You speak of reducing "the" channel length, but this is not
something you should treat as a "single setting". Different
functions may likely want different geometries.
For a load you might prefer a longer channel to raise Rout
up to where it doesn't "contribute" to gain-node impedance
(parallel diff pair Rout, load Rout, next stage Rin) as its gm
is a don't-care.
In the diff pair, you are in a foot-race between increasing
gm and decreasing Rout, for gain as you reduce L. The
BW will benefit, gain may or may not.
For high BW you may have to step away from low power
DC amplifier topologies, more gain stages at lower gain
apiece. This will be harder to compensate and despite
higher bandwidth, settling time might be same or worse.
OTAs are inherently easy to compensate (shunt C at
output) but not great performers especially as large
hold capacitor drivers. If Chold >> Ccomp_min, that's a
soggy amplifier (but dead stable). You might like to run
the amplifier "so hot that Chold == Ccomp" for whatever
Chold needs to be, for the sample to stay right across
the conversion cycle. Might need to work backwards from
that (hold attributes) to amplifier particulars?

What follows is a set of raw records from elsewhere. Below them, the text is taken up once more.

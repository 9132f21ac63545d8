//! Event ABI tables and raw-log decoding.
//!
//! Indexed parameters are read from `topics[1..]`, the rest from `data` as an
//! ABI-encoded parameter sequence. Only value types appear indexed in the
//! events decoded here.

use alloy_core::dyn_abi::{DynSolType, DynSolValue};
use alloy_primitives::{Address, U256};
use tiny_keccak::{Hasher, Keccak};

use govindex_core::error::ReduceError;
use govindex_core::types::RawLog;

/// One parameter of an event declaration.
#[derive(Debug, Clone, Copy, PartialEq, Eq)]
pub struct EventParam {
    pub name: &'static str,
    pub ty: &'static str,
    pub indexed: bool,
}

impl EventParam {
    pub const fn indexed(name: &'static str, ty: &'static str) -> Self {
        Self {
            name,
            ty,
            indexed: true,
        }
    }

    pub const fn data(name: &'static str, ty: &'static str) -> Self {
        Self {
            name,
            ty,
            indexed: false,
        }
    }
}

/// An event declaration: canonical signature plus parameter layout.
#[derive(Debug, Clone, Copy, PartialEq, Eq)]
pub struct EventAbi {
    pub signature: &'static str,
    pub params: &'static [EventParam],
}

impl EventAbi {
    /// `0x`-prefixed keccak256 of the signature.
    pub fn topic0(&self) -> String {
        event_topic(self.signature)
    }

    pub fn matches(&self, log: &RawLog) -> bool {
        log.topics
            .first()
            .is_some_and(|t| t.eq_ignore_ascii_case(&self.topic0()))
    }

    /// Decode `log` against this declaration.
    pub fn decode(&self, log: &RawLog) -> Result<DecodedLog, ReduceError> {
        let indexed: Vec<&EventParam> = self.params.iter().filter(|p| p.indexed).collect();
        let data: Vec<&EventParam> = self.params.iter().filter(|p| !p.indexed).collect();

        if log.topics.len() != indexed.len() + 1 {
            return Err(ReduceError::Decode(format!(
                "{}: expected {} topics, got {}",
                self.signature,
                indexed.len() + 1,
                log.topics.len()
            )));
        }

        let mut fields = Vec::with_capacity(self.params.len());
        for (param, topic) in indexed.iter().zip(&log.topics[1..]) {
            let ty = parse_type(param)?;
            let bytes = decode_hex(topic)?;
            let value = ty
                .abi_decode(&bytes)
                .map_err(|e| ReduceError::Decode(format!("topic {}: {e}", param.name)))?;
            fields.push((param.name, value));
        }

        if !data.is_empty() {
            let types = data
                .iter()
                .map(|p| parse_type(p))
                .collect::<Result<Vec<_>, _>>()?;
            let bytes = decode_hex(&log.data)?;
            let decoded = DynSolType::Tuple(types)
                .abi_decode_params(&bytes)
                .map_err(|e| ReduceError::Decode(format!("{} data: {e}", self.signature)))?;
            let values = match decoded {
                DynSolValue::Tuple(values) => values,
                other => vec![other],
            };
            fields.extend(data.iter().map(|p| p.name).zip(values));
        }

        Ok(DecodedLog {
            signature: self.signature,
            fields,
        })
    }
}

/// Find the declaration whose topic0 matches `log`.
pub fn find_event<'a>(events: &'a [EventAbi], log: &RawLog) -> Option<&'a EventAbi> {
    events.iter().find(|e| e.matches(log))
}

/// Compute the `0x`-prefixed keccak256 topic of an event signature.
pub fn event_topic(signature: &str) -> String {
    let mut hasher = Keccak::v256();
    let mut output = [0u8; 32];
    hasher.update(signature.as_bytes());
    hasher.finalize(&mut output);
    format!("0x{}", hex::encode(output))
}

fn parse_type(param: &EventParam) -> Result<DynSolType, ReduceError> {
    DynSolType::parse(param.ty)
        .map_err(|e| ReduceError::Decode(format!("type {} of {}: {e}", param.ty, param.name)))
}

fn decode_hex(s: &str) -> Result<Vec<u8>, ReduceError> {
    hex::decode(s.strip_prefix("0x").unwrap_or(s))
        .map_err(|e| ReduceError::Decode(format!("invalid hex: {e}")))
}

/// Named values of a decoded log, with typed accessors.
#[derive(Debug, Clone, PartialEq)]
pub struct DecodedLog {
    pub signature: &'static str,
    fields: Vec<(&'static str, DynSolValue)>,
}

impl DecodedLog {
    fn field(&self, name: &str) -> Result<&DynSolValue, ReduceError> {
        self.fields
            .iter()
            .find(|(n, _)| *n == name)
            .map(|(_, v)| v)
            .ok_or_else(|| ReduceError::Decode(format!("{}: no field {name}", self.signature)))
    }

    fn mismatch(&self, name: &str, expected: &str) -> ReduceError {
        ReduceError::Decode(format!("{}: field {name} is not {expected}", self.signature))
    }

    pub fn address(&self, name: &str) -> Result<Address, ReduceError> {
        self.field(name)?
            .as_address()
            .ok_or_else(|| self.mismatch(name, "an address"))
    }

    pub fn uint(&self, name: &str) -> Result<U256, ReduceError> {
        self.field(name)?
            .as_uint()
            .map(|(v, _)| v)
            .ok_or_else(|| self.mismatch(name, "an unsigned integer"))
    }

    pub fn uint8(&self, name: &str) -> Result<u8, ReduceError> {
        let v = self.uint(name)?;
        if v > U256::from(u8::MAX) {
            return Err(self.mismatch(name, "a uint8"));
        }
        Ok(v.to::<u8>())
    }

    pub fn string(&self, name: &str) -> Result<String, ReduceError> {
        self.field(name)?
            .as_str()
            .map(str::to_string)
            .ok_or_else(|| self.mismatch(name, "a string"))
    }

    fn array(&self, name: &str) -> Result<&[DynSolValue], ReduceError> {
        self.field(name)?
            .as_array()
            .ok_or_else(|| self.mismatch(name, "an array"))
    }

    pub fn addresses(&self, name: &str) -> Result<Vec<Address>, ReduceError> {
        self.array(name)?
            .iter()
            .map(|v| v.as_address().ok_or_else(|| self.mismatch(name, "address[]")))
            .collect()
    }

    pub fn uints(&self, name: &str) -> Result<Vec<U256>, ReduceError> {
        self.array(name)?
            .iter()
            .map(|v| {
                v.as_uint()
                    .map(|(u, _)| u)
                    .ok_or_else(|| self.mismatch(name, "uint256[]"))
            })
            .collect()
    }

    pub fn strings(&self, name: &str) -> Result<Vec<String>, ReduceError> {
        self.array(name)?
            .iter()
            .map(|v| {
                v.as_str()
                    .map(str::to_string)
                    .ok_or_else(|| self.mismatch(name, "string[]"))
            })
            .collect()
    }

    /// `bytes[]` rendered as `0x`-prefixed hex.
    pub fn bytes_hex(&self, name: &str) -> Result<Vec<String>, ReduceError> {
        self.array(name)?
            .iter()
            .map(|v| {
                v.as_bytes()
                    .map(|b| format!("0x{}", hex::encode(b)))
                    .ok_or_else(|| self.mismatch(name, "bytes[]"))
            })
            .collect()
    }
}
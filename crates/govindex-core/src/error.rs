//! Error types for the govindex pipeline.

use thiserror::Error;

/// Errors that abort an indexing pass (or a read against the store).
#[derive(Debug, Error)]
pub enum IndexerError {
    #[error("RPC error: {0}")]
    Rpc(String),

    #[error("Rate limited by provider: {0}")]
    RateLimited(String),

    #[error("Request timed out after {ms}ms")]
    Timeout { ms: u64 },

    #[error("Provider rejected block range {from}..={to}: {reason}")]
    RangeTooLarge { from: u64, to: u64, reason: String },

    #[error("Giving up after {attempts} attempts: {reason}")]
    RetriesExhausted { attempts: u32, reason: String },

    #[error("Storage error: {0}")]
    Storage(String),

    #[error("Serialization error: {0}")]
    Serialization(#[from] serde_json::Error),

    #[error("No handler registered in '{reducer}' for event signature '{signature}'")]
    UnknownSignature { reducer: String, signature: String },

    #[error("Invalid cursor: {0}")]
    InvalidCursor(String),

    #[error("Invalid page request: {0}")]
    InvalidPage(String),

    #[error("Configuration error: {0}")]
    Config(String),

    #[error("{0}")]
    Other(String),
}

impl IndexerError {
    /// Returns `true` for transient provider errors worth retrying.
    pub fn is_retryable(&self) -> bool {
        matches!(
            self,
            Self::Rpc(_) | Self::RateLimited(_) | Self::Timeout { .. }
        )
    }
}

/// Errors raised while applying a single log to an accumulator.
///
/// These never abort a pass: the replay engine records them and moves on to
/// the next log. Handlers return them before mutating any state.
#[derive(Debug, Clone, PartialEq, Eq, Error)]
pub enum ReduceError {
    #[error("failed to decode log: {0}")]
    Decode(String),

    #[error("unexpected previous balance for {delegate}: stored {stored}, event says {reported}")]
    PreviousBalanceMismatch {
        delegate: String,
        stored: String,
        reported: String,
    },

    #[error("mismatched from delegate for {delegator}: stored {stored}, event says {reported}")]
    MismatchedFromDelegate {
        delegator: String,
        stored: String,
        reported: String,
    },

    #[error("insufficient balance for {account}: has {balance}, sends {amount}")]
    InsufficientBalance {
        account: String,
        balance: String,
        amount: String,
    },

    #[error("{quantity} would overflow or underflow")]
    Arithmetic { quantity: &'static str },

    #[error("unknown proposal {id}")]
    UnknownProposal { id: String },

    #[error("handler for '{expected}' received a different event")]
    UnexpectedEvent { expected: &'static str },
}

Here's a basic question. Are you really needing an amp,
or would a simple sampling switch do the job? That all
comes down to the signal source impedance coming in,
and what the driven load needs for input. If it's a
50-ohm system then maybe you just switch, to sample,
and let (Rsrc+Rsw)*Chold define the settling time (how
many tau, to what number of bits...). This is system
specific, a "general purpose" architecture might need
to accommodate a range of source impedances. But
beware the engineer's impulse to make a general
solution to a specific problem, and if it's a specific
application and only that, look for simple solutions
before you make a complex project out of it?